In a significant development, the Law Commission has said that the the uniform civil code "is neither necessary nor desirable at this stage" in the country.
In place of Uniform Civil Code, the commission has advocated certain changes in marriage and divorce laws that should be uniformly accepted in the personal laws of all religions.
It also added that the best way forward was to preserve diversity of personal laws while emphasising on the need to ensure that they did not contradict fundamental rights guaranteed under the Constitution.
The Commission, headed by former Supreme Court judge Justice B.S. Chauhan whose tenure ended on Friday, has come out with a 185-page consultation paper on "Family Law Reforms' said a unified nation does not necessarily need to have "uniformity".
Saying, secularism cannot contradict the plurality prevalent in the country, the Commission said in the paper that: "Cultural diversity cannot be compromised to the extent that our urge for uniformity itself becomes a reason for threat to the territorial integrity of the nation."
Suggesting amendments in marriage and divorce in personal laws of all religion, the Commission advocated making adultery a ground for divorce for men and women and to simplify divorce procedure.
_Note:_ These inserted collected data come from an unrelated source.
// Domain records shared by the store, the services and the wire protocol.

use serde::{Deserialize, Serialize};
use tracing::debug;

use crate::mode::{Device, GameMode, Region};
use crate::roles::AdminRole;
use crate::tier::Tier;

pub type PlayerId = i64;

// ---------------------------------------------------------------------------
// Players and tier assignments
// ---------------------------------------------------------------------------

/// A player row as stored. `global_points` is derived data owned by the
/// points recomputation; nothing else writes it.
#[derive(Debug, Clone, PartialEq, Eq, Serialize, Deserialize)]
pub struct PlayerRecord {
    pub id: PlayerId,
    pub ign: String,
    pub region: Region,
    pub device: Device,
    pub java_username: Option<String>,
    pub avatar_url: Option<String>,
    pub global_points: u32,
    pub banned: bool,
    pub updated_at: Option<String>,
}

/// Fields needed to create a player.
#[derive(Debug, Clone, PartialEq, Eq)]
pub struct NewPlayer {
    pub ign: String,
    pub region: Region,
    pub device: Device,
    pub java_username: Option<String>,
}

/// A tier assignment exactly as stored. Gamemode and label are kept as raw
/// text so rows written by older tooling can still be read (and scored as
/// zero) instead of failing the whole query.
#[derive(Debug, Clone, PartialEq, Eq)]
pub struct AssignmentRow {
    pub player_id: PlayerId,
    pub gamemode: String,
    pub tier_label: Option<String>,
    pub score: i64,
}

impl AssignmentRow {
    /// Convert to a typed assignment. Rows with an unknown gamemode or tier
    /// label are dropped from display data.
    pub fn to_assignment(&self) -> Option<TierAssignment> {
        let gamemode = GameMode::parse(&self.gamemode)?;
        let tier = self.tier_label.as_deref().and_then(Tier::from_label);
        match tier {
            Some(tier) => Some(TierAssignment {
                gamemode,
                tier,
                score: self.score,
            }),
            None => {
                debug!(
                    "Skipping assignment for player {} in {} with label {:?}",
                    self.player_id, self.gamemode, self.tier_label
                );
                None
            }
        }
    }
}

/// A player's placement in one gamemode. `score` is advisory display data
/// and does not feed global points.
#[derive(Debug, Clone, Copy, PartialEq, Eq, Serialize, Deserialize)]
pub struct TierAssignment {
    pub gamemode: GameMode,
    pub tier: Tier,
    pub score: i64,
}

/// A player's row in one gamemode's score table, joined with the player.
#[derive(Debug, Clone, PartialEq, Eq)]
pub struct ModeScoreRow {
    pub player: PlayerRecord,
    pub tier_label: Option<String>,
    pub score: i64,
}

/// A player as presented on the leaderboard, in search results and in the
/// profile popup.
#[derive(Debug, Clone, PartialEq, Eq, Serialize, Deserialize)]
pub struct Player {
    pub id: PlayerId,
    pub ign: String,
    pub region: Region,
    pub device: Device,
    pub java_username: Option<String>,
    pub avatar_url: Option<String>,
    pub global_points: u32,
    /// 1-based position in the list this player was returned in; 0 where
    /// the list is unranked (search results).
    pub overall_rank: u32,
    /// Tier in the gamemode being viewed, for per-gamemode views.
    #[serde(skip_serializing_if = "Option::is_none")]
    pub tier: Option<Tier>,
    /// Score in the gamemode being viewed, for per-gamemode views.
    #[serde(skip_serializing_if = "Option::is_none")]
    pub mode_score: Option<i64>,
    pub tier_assignments: Vec<TierAssignment>,
}

impl Player {
    pub fn from_record(
        record: PlayerRecord,
        overall_rank: u32,
        tier_assignments: Vec<TierAssignment>,
    ) -> Self {
        Player {
            id: record.id,
            ign: record.ign,
            region: record.region,
            device: record.device,
            java_username: record.java_username,
            avatar_url: record.avatar_url,
            global_points: record.global_points,
            overall_rank,
            tier: None,
            mode_score: None,
            tier_assignments,
        }
    }

    /// Tier held in `mode`, if any.
    pub fn tier_in(&self, mode: GameMode) -> Option<Tier> {
        self.tier_assignments
            .iter()
            .find(|a| a.gamemode == mode)
            .map(|a| a.tier)
    }
}

// ---------------------------------------------------------------------------
// Admin records
// ---------------------------------------------------------------------------

#[derive(Debug, Clone, Copy, PartialEq, Eq, Serialize, Deserialize)]
#[serde(rename_all = "lowercase")]
pub enum ApplicationStatus {
    Pending,
    Approved,
    Denied,
}

impl ApplicationStatus {
    pub fn as_str(&self) -> &'static str {
        match self {
            ApplicationStatus::Pending => "pending",
            ApplicationStatus::Approved => "approved",
            ApplicationStatus::Denied => "denied",
        }
    }

    pub fn parse(s: &str) -> Option<Self> {
        match s {
            "pending" => Some(ApplicationStatus::Pending),
            "approved" => Some(ApplicationStatus::Approved),
            "denied" => Some(ApplicationStatus::Denied),
            _ => None,
        }
    }
}

/// A request for staff access.
#[derive(Debug, Clone, PartialEq, Eq, Serialize, Deserialize)]
pub struct AdminApplication {
    pub id: i64,
    pub discord: String,
    pub ip_address: String,
    /// Never sent back to clients.
    #[serde(skip_serializing, default)]
    pub secret_key: String,
    pub requested_role: AdminRole,
    pub status: ApplicationStatus,
    pub submitted_at: String,
    pub reviewed_at: Option<String>,
    pub reviewed_by: Option<String>,
}

#[derive(Debug, Clone, PartialEq, Eq)]
pub struct NewApplication {
    pub discord: String,
    pub ip_address: String,
    pub secret_key: String,
    pub requested_role: AdminRole,
}

/// An approved staff member.
#[derive(Debug, Clone, PartialEq, Eq, Serialize, Deserialize)]
pub struct StaffMember {
    pub id: i64,
    pub discord: String,
    pub role: AdminRole,
    pub approved_by: String,
    pub approved_at: String,
    pub ip_address: String,
}

/// A logged-in admin panel session.
#[derive(Debug, Clone, PartialEq, Eq, Serialize, Deserialize)]
pub struct AdminSession {
    pub token: String,
    pub role: AdminRole,
    pub created_at: String,
    /// The staff record behind the login; `None` for the owner password.
    #[serde(default)]
    pub staff_id: Option<i64>,
}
"While all family laws include adultery as a ground for divorce it is important to ensure that the provision is accessible to both spouses," the paper said.
The Commission said the filing of Section 498A IPC (dowry harassment) cases was actually done by women wanting a quick exit from a difficult marriage.
It suggested that 'Nikahnamas' should make it clear that "polygamy is a criminal offence" and this should apply to "all communities".
The paper stated: "This is not recommended owing to merely a moral position on bigamy, or to glorify monogamy, but emanates from the fact that only a man is permitted multiple wives, which is unfair."
It favoured fixing the marriageable age for boys and girls at 18 years so that they marry as equals, and said that the insistence on recognising different ages of marriage between consenting adults must be "abolished".
"If a universal age for majority is recognised, and that grants all citizens the right to choose their governments, surely, they must then be also considered capable of choosing their spouses.
"For equality in the true sense, the insistence on recognising different age of marriage between consenting adults must be abolished.
"The age of majority must be recognised uniformly as the legal age for marriage for men and women alike, as is determined by the Indian Majority Act, 1875, i.e. eighteen years of age.
"The difference in age for husband and wife has no basis in law as spouses entering into a marriage are by all means equals and their partnership must also be of that between equals," stated the report.
The Commission suggested that Parliament should enact a law to address the issue of legitimisation of children born of live-in relationships that fail to reach the threshold of a deemed marriage.
"Further, such children should be entitled to inherit the self acquired property of their parents," it said.
It is urged that the legislature should first consider guaranteeing "equality within communities" between men and women, rather than "equality between communities", the report, released on August 31 stated.
"This way some of the differences within personal laws which are meaningful can be preserved and inequality can be weeded out to the greatest extent possible without absolute uniformity," it added.
The Commission said "efforts have to be made to reconcile our diversity with universal and indisputable arguments on human rights".